[Start of section]

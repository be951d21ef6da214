//! Persistence seam for the reconciliation pipeline.
//!
//! The pipeline talks to a [`PaymentStore`] trait object rather than a
//! concrete pool, so the same handler code runs against PostgreSQL in
//! production and against an in-memory store in tests. The trait mirrors
//! what the underlying platform offers: conditional row lookup across two
//! unique-ish columns, partial-field updates, and insert-only appends for
//! the audit log.

use async_trait::async_trait;
use serde_json::Value;
use uuid::Uuid;

use crate::error::AppError;
use crate::models::order::PaymentStatus;
use crate::models::payment_log::NewPaymentLog;
use crate::models::transaction::PaymentTransaction;

pub mod memory;
pub mod postgres;

pub use memory::InMemoryStore;
pub use postgres::PgPaymentStore;

/// Storage operations used by the webhook pipeline.
///
/// Every method is one independent write or read; the reconciler sequences
/// them best-effort and treats each failure in isolation. Updates against a
/// missing row are a no-op, not an error, mirroring SQL UPDATE semantics.
#[async_trait]
pub trait PaymentStore: Send + Sync {
    /// Fetch transactions whose `transaction_reference` equals `reference`
    /// or whose `gateway_transaction_id` equals `gateway_id`. A side with
    /// no value is skipped. At most two rows are returned; the caller only
    /// distinguishes zero, one, and many.
    async fn find_transactions(
        &self,
        reference: Option<&str>,
        gateway_id: Option<&str>,
    ) -> Result<Vec<PaymentTransaction>, AppError>;

    /// Move a transaction to `completed`: stamp `completed_at`, persist the
    /// gateway id when newly learned, and keep the raw payload.
    async fn mark_completed(
        &self,
        id: Uuid,
        gateway_id: Option<&str>,
        webhook_data: &Value,
    ) -> Result<(), AppError>;

    /// Move a transaction back to `pending`, keeping the raw payload.
    async fn mark_pending(&self, id: Uuid, webhook_data: &Value) -> Result<(), AppError>;

    /// Move a transaction to `cancelled` and stamp `cancelled_at`.
    async fn mark_cancelled(&self, id: Uuid, webhook_data: &Value) -> Result<(), AppError>;

    /// Move a transaction to `failed`, stamp `failed_at` and record the
    /// failure reason.
    async fn mark_failed(
        &self,
        id: Uuid,
        failure_reason: &str,
        webhook_data: &Value,
    ) -> Result<(), AppError>;

    /// Mark an order paid: fulfillment `processing`, `payment_status` paid,
    /// `paid_at` stamped.
    async fn mark_order_paid(&self, order_id: Uuid) -> Result<(), AppError>;

    /// Downgrade an order's `payment_status` (failed/cancelled paths).
    async fn set_order_payment_status(
        &self,
        order_id: Uuid,
        status: PaymentStatus,
    ) -> Result<(), AppError>;

    /// Whether any other transaction on the order is already
    /// completed or processing. Guards the downgrade paths against
    /// regressing an order paid by a different attempt.
    async fn order_has_settled_payment(
        &self,
        order_id: Uuid,
        excluding: Uuid,
    ) -> Result<bool, AppError>;

    /// Append one audit log row. Never updates or deletes.
    async fn append_log(&self, log: NewPaymentLog) -> Result<(), AppError>;

    /// Cheap connectivity probe for the health endpoint.
    async fn ping(&self) -> Result<(), AppError>;
}
//! HTTP middleware components.
//!
//! Middleware are functions that run before route handlers. They can
//! short-circuit a request (reject an abusive caller) before the pipeline
//! does any work.

/// Per-IP request rate limiting
pub mod rate_limit;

[End of section]

◆ **ASSIGNED TASK**
Set down the data above once more so that nothing differs from the original.

◆ **OUTPUT OF THE TASK**
repository be951d21ef6da214
//! Persistence seam for the reconciliation pipeline.
//!
//! The pipeline talks to a [`PaymentStore`] trait object rather than a
//! concrete pool, so the same handler code runs against PostgreSQL in
//! production and against an in-memory store in tests. The trait mirrors
//! what the underlying platform offers: conditional row lookup across two
//! unique-ish columns, partial-field updates, and insert-only appends for
//! the audit log.

use async_trait::async_trait;
use serde_json::Value;
use uuid::Uuid;

use crate::error::AppError;
use crate::models::order::PaymentStatus;
use crate::models::payment_log::NewPaymentLog;
use crate::models::transaction::PaymentTransaction;

pub mod memory;
pub mod postgres;

pub use memory::InMemoryStore;
pub use postgres::PgPaymentStore;

/// Storage operations used by the webhook pipeline.
///
/// Every method is one independent write or read; the reconciler sequences
/// them best-effort and treats each failure in isolation. Updates against a
/// missing row are a no-op, not an error, mirroring SQL UPDATE semantics.
#[async_trait]
pub trait PaymentStore: Send + Sync {
    /// Fetch transactions whose `transaction_reference` equals `reference`
    /// or whose `gateway_transaction_id` equals `gateway_id`. A side with
    /// no value is skipped. At most two rows are returned; the caller only
    /// distinguishes zero, one, and many.
    async fn find_transactions(
        &self,
        reference: Option<&str>,
        gateway_id: Option<&str>,
    ) -> Result<Vec<PaymentTransaction>, AppError>;

    /// Move a transaction to `completed`: stamp `completed_at`, persist the
    /// gateway id when newly learned, and keep the raw payload.
    async fn mark_completed(
        &self,
        id: Uuid,
        gateway_id: Option<&str>,
        webhook_data: &Value,
    ) -> Result<(), AppError>;

    /// Move a transaction back to `pending`, keeping the raw payload.
    async fn mark_pending(&self, id: Uuid, webhook_data: &Value) -> Result<(), AppError>;

    /// Move a transaction to `cancelled` and stamp `cancelled_at`.
    async fn mark_cancelled(&self, id: Uuid, webhook_data: &Value) -> Result<(), AppError>;

    /// Move a transaction to `failed`, stamp `failed_at` and record the
    /// failure reason.
    async fn mark_failed(
        &self,
        id: Uuid,
        failure_reason: &str,
        webhook_data: &Value,
    ) -> Result<(), AppError>;

    /// Mark an order paid: fulfillment `processing`, `payment_status` paid,
    /// `paid_at` stamped.
    async fn mark_order_paid(&self, order_id: Uuid) -> Result<(), AppError>;

    /// Downgrade an order's `payment_status` (failed/cancelled paths).
    async fn set_order_payment_status(
        &self,
        order_id: Uuid,
        status: PaymentStatus,
    ) -> Result<(), AppError>;

    /// Whether any other transaction on the order is already
    /// completed or processing. Guards the downgrade paths against
    /// regressing an order paid by a different attempt.
    async fn order_has_settled_payment(
        &self,
        order_id: Uuid,
        excluding: Uuid,
    ) -> Result<bool, AppError>;

    /// Append one audit log row. Never updates or deletes.
    async fn append_log(&self, log: NewPaymentLog) -> Result<(), AppError>;

    /// Cheap connectivity probe for the health endpoint.
    async fn ping(&self) -> Result<(), AppError>;
}
//! HTTP middleware components.
//!
//! Middleware are functions that run before route handlers. They can
//! short-circuit a request (reject an abusive caller) before the pipeline
//! does any work.

/// Per-IP request rate limiting
pub mod rate_limit;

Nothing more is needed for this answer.